▶ [Try it]:
What is the number of lines in the entries that include the word "level"? Respond with the number only.

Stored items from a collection
• • • • • • •
//! # Register level backend
//!
//! For AVR-style SPI masters (`SPCR`, `SPSR`, `SPDR`) where the driver pokes the registers
//! itself instead of going through a HAL. Register access is behind [`SpiRegisters`] so the
//! backend works with any PAC, and with a fake register file in tests.

use hal::digital::v2::OutputPin;

use crate::{
    backend::Backend,
    settings::{BusConfig, MSTR, SPE},
};

/// transfer complete flag in `SPSR`
pub const SPIF: u8 = 1 << 7;

/// Raw access to the three SPI registers.
pub trait SpiRegisters {
    fn read_control(&self) -> u8;
    fn write_control(&mut self, value: u8);
    fn read_status(&self) -> u8;
    fn write_status(&mut self, value: u8);
    /// Reading the data register also clears `SPIF` on real hardware.
    fn read_data(&mut self) -> u8;
    fn write_data(&mut self, value: u8);
}

/// Backend writing the packed [`BusConfig`] words straight into the SPI registers.
#[derive(Debug)]
pub struct RegisterBackend<R, CS> {
    regs: R,
    cs: CS,
}

impl<R, CS, ERR> RegisterBackend<R, CS>
where
    R: SpiRegisters,
    CS: OutputPin<Error = ERR>,
{
    pub fn new(regs: R, cs: CS) -> Self {
        RegisterBackend { regs, cs }
    }

    pub fn registers(&self) -> &R {
        &self.regs
    }

    pub fn free(self) -> (R, CS) {
        (self.regs, self.cs)
    }
}

impl<R, CS, ERR> Backend for RegisterBackend<R, CS>
where
    R: SpiRegisters,
    CS: OutputPin<Error = ERR>,
{
    type Error = ERR;

    const HAS_DUPLICATE_DIVISOR: bool = true;

    fn enable(&mut self) -> Result<(), ERR> {
        // Select has to be an output driven high before the peripheral switches to master,
        // otherwise a low level on it turns the peripheral back into a slave.
        self.cs.set_high()?;
        let control = self.regs.read_control();
        self.regs.write_control(control | MSTR | SPE);
        Ok(())
    }

    fn disable(&mut self) -> Result<(), ERR> {
        let control = self.regs.read_control();
        self.regs.write_control(control & !SPE);
        Ok(())
    }

    fn configure(&mut self, config: &BusConfig) -> Result<(), ERR> {
        let (control, status) = config.registers();
        self.regs.write_control(control);
        self.regs.write_status(status);
        Ok(())
    }

    fn select(&mut self) -> Result<(), ERR> {
        self.cs.set_low()
    }

    fn deselect(&mut self) -> Result<(), ERR> {
        self.cs.set_high()
    }

    fn write_byte(&mut self, value: u8) -> Result<(), ERR> {
        self.regs.write_data(value);
        Ok(())
    }

    fn is_ready(&mut self) -> Result<bool, ERR> {
        Ok(self.regs.read_status() & SPIF != 0)
    }

    fn read_byte(&mut self) -> Result<u8, ERR> {
        Ok(self.regs.read_data())
    }
}
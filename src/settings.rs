//! # Bus clock and framing settings
//!
//! A [`BusConfig`] turns "I want roughly this clock, this bit order and this SPI mode" into the two
//! control words an AVR-style SPI peripheral wants: the control register (`SPCR`) and the status
//! register (`SPSR`, which only carries the double speed bit).
//!
//! The peripheral divides the host clock by a power of two. Its divisor table, written with the
//! double speed bit inverted so the rows count upwards, looks like this:
//!
//! ```text
//!  SPR1 SPR0 ~SPI2X   SCK
//!    0    0     0     fosc/2
//!    0    0     1     fosc/4
//!    0    1     0     fosc/8
//!    0    1     1     fosc/16
//!    1    0     0     fosc/32
//!    1    0     1     fosc/64
//!    1    1     0     fosc/64   <- duplicate
//!    1    1     1     fosc/128
//! ```
//!
//! Backends that configure their clock some other way (an embedded-hal SPI peripheral, a GPIO
//! bit-bang) only look at [`BusConfig::frequency`], [`BusConfig::mode`] and
//! [`BusConfig::bit_order`] and never see the table.

use core::fmt;

use hal::spi::{Mode, Phase, Polarity, MODE_0};

/// SPI enable bit in `SPCR`
pub const SPE: u8 = 1 << 6;
/// data order bit in `SPCR`, set means LSB first
pub const DORD: u8 = 1 << 5;
/// master select bit in `SPCR`
pub const MSTR: u8 = 1 << 4;
/// clock polarity bit in `SPCR`
pub const CPOL: u8 = 1 << 3;
/// clock phase bit in `SPCR`
pub const CPHA: u8 = 1 << 2;
/// mask of the two clock rate bits `SPR1:SPR0` in `SPCR`
pub const CLOCK_MASK: u8 = 0b0000_0011;
/// double speed bit in `SPSR`
pub const SPI2X: u8 = 1 << 0;

/// slowest divider exponent; the divider is `2^(exponent + 1)`
pub const MAX_DIVIDER_EXPONENT: u8 = 6;

/// Clock of the host MCU on stock M5 boards
pub const DEFAULT_HOST_CLOCK: u32 = 16_000_000;

#[derive(Debug, Clone, Copy, PartialEq, Eq)]
#[cfg_attr(feature = "defmt", derive(defmt::Format))]
/// Order in which the bits of a byte are shifted out
pub enum BitOrder {
    /// least significant bit first
    LsbFirst,
    /// most significant bit first, what the M5 co-processor expects
    MsbFirst,
}

/// Immutable bus configuration, usually created once as a `const`.
#[derive(Clone, Copy, PartialEq, Eq)]
pub struct BusConfig {
    host_clock: u32,
    exponent: u8,
    bit_order: BitOrder,
    mode: Mode,
    spcr: u8,
    spsr: u8,
}

impl BusConfig {
    /// The configuration every M5 frame is sent with: 2 MHz, MSB first, mode 0 on a 16 MHz host.
    pub const STANDARD: BusConfig =
        BusConfig::new(DEFAULT_HOST_CLOCK, 2_000_000, BitOrder::MsbFirst, MODE_0);

    /// Compute the configuration for `requested` Hz on a host clocked at `host_clock` Hz.
    ///
    /// Picks the fastest clock that does not exceed `requested`. If even the slowest divider
    /// (128) is too fast, the slowest divider is used anyway.
    pub const fn new(host_clock: u32, requested: u32, bit_order: BitOrder, mode: Mode) -> Self {
        let mut exponent = 0;
        let mut setting = host_clock / 2;
        while exponent < MAX_DIVIDER_EXPONENT && requested < setting {
            setting /= 2;
            exponent += 1;
        }

        // Rows 6 and 7 of the table both divide by 64, so divide-by-128 lives at row 7.
        let mut code = if exponent == MAX_DIVIDER_EXPONENT { 7 } else { exponent };
        // SPI2X is active high in hardware but the table counts with it inverted.
        code ^= 0x01;

        let order = match bit_order {
            BitOrder::LsbFirst => DORD,
            BitOrder::MsbFirst => 0,
        };

        let spcr = SPE | MSTR | order | mode_bits(mode) | ((code >> 1) & CLOCK_MASK);
        let spsr = code & SPI2X;

        BusConfig {
            host_clock,
            exponent,
            bit_order,
            mode,
            spcr,
            spsr,
        }
    }

    /// Rebuild a configuration from raw `SPCR`/`SPSR` values, e.g. read back from a register dump.
    ///
    /// Bits that are not part of the configuration (interrupt enable, flags) are ignored.
    pub fn from_registers(host_clock: u32, spcr: u8, spsr: u8) -> Self {
        let bit_order = if spcr & DORD != 0 {
            BitOrder::LsbFirst
        } else {
            BitOrder::MsbFirst
        };
        let mode = Mode {
            polarity: if spcr & CPOL != 0 {
                Polarity::IdleHigh
            } else {
                Polarity::IdleLow
            },
            phase: if spcr & CPHA != 0 {
                Phase::CaptureOnSecondTransition
            } else {
                Phase::CaptureOnFirstTransition
            },
        };
        let spcr = spcr & (SPE | MSTR | DORD | CPOL | CPHA | CLOCK_MASK);
        let spsr = spsr & SPI2X;
        let exponent = divider_exponent(spcr, spsr);

        BusConfig {
            host_clock,
            exponent,
            bit_order,
            mode,
            spcr,
            spsr,
        }
    }

    /// value for the control register (`SPCR`)
    pub const fn control(&self) -> u8 {
        self.spcr
    }

    /// value for the status register (`SPSR`), only the double speed bit
    pub const fn status(&self) -> u8 {
        self.spsr
    }

    /// `(SPCR, SPSR)` as a pair
    pub const fn registers(&self) -> (u8, u8) {
        (self.spcr, self.spsr)
    }

    /// Exponent of the chosen divider, the divider being `2^(exponent + 1)`.
    pub const fn divider_exponent(&self) -> u8 {
        self.exponent
    }

    /// Divider between host clock and bus clock, one of 2, 4, 8 ... 128.
    pub const fn divider(&self) -> u32 {
        1 << (self.exponent + 1)
    }

    /// whether the double speed bit ends up set
    pub const fn double_speed(&self) -> bool {
        self.spsr & SPI2X != 0
    }

    /// The bus clock this configuration actually produces, in Hz.
    pub const fn frequency(&self) -> u32 {
        self.host_clock / self.divider()
    }

    /// clock of the host the configuration was computed for, in Hz
    pub const fn host_clock(&self) -> u32 {
        self.host_clock
    }

    pub const fn bit_order(&self) -> BitOrder {
        self.bit_order
    }

    pub const fn mode(&self) -> Mode {
        self.mode
    }
}

// embedded-hal's `Mode` has no `Debug`
impl fmt::Debug for BusConfig {
    fn fmt(&self, f: &mut fmt::Formatter<'_>) -> fmt::Result {
        let polarity = match self.mode.polarity {
            Polarity::IdleLow => "IdleLow",
            Polarity::IdleHigh => "IdleHigh",
        };
        let phase = match self.mode.phase {
            Phase::CaptureOnFirstTransition => "CaptureOnFirstTransition",
            Phase::CaptureOnSecondTransition => "CaptureOnSecondTransition",
        };
        f.debug_struct("BusConfig")
            .field("host_clock", &self.host_clock)
            .field("exponent", &self.exponent)
            .field("bit_order", &self.bit_order)
            .field("polarity", &polarity)
            .field("phase", &phase)
            .field("spcr", &self.spcr)
            .field("spsr", &self.spsr)
            .finish()
    }
}

impl Default for BusConfig {
    fn default() -> Self {
        BusConfig::new(DEFAULT_HOST_CLOCK, 4_000_000, BitOrder::MsbFirst, MODE_0)
    }
}

const fn mode_bits(mode: Mode) -> u8 {
    let polarity = match mode.polarity {
        Polarity::IdleLow => 0,
        Polarity::IdleHigh => CPOL,
    };
    let phase = match mode.phase {
        Phase::CaptureOnFirstTransition => 0,
        Phase::CaptureOnSecondTransition => CPHA,
    };
    polarity | phase
}

// Reverse of the packing in BusConfig::new, reads the divider back from the register bits.
fn divider_exponent(spcr: u8, spsr: u8) -> u8 {
    let code = (((spcr & CLOCK_MASK) << 1) | (spsr & SPI2X)) ^ 0x01;
    match code {
        7 => MAX_DIVIDER_EXPONENT,
        // row 6 is the duplicate fosc/64
        6 => MAX_DIVIDER_EXPONENT - 1,
        n => n,
    }
}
• • • • • • •
▶ [Finished task]:
2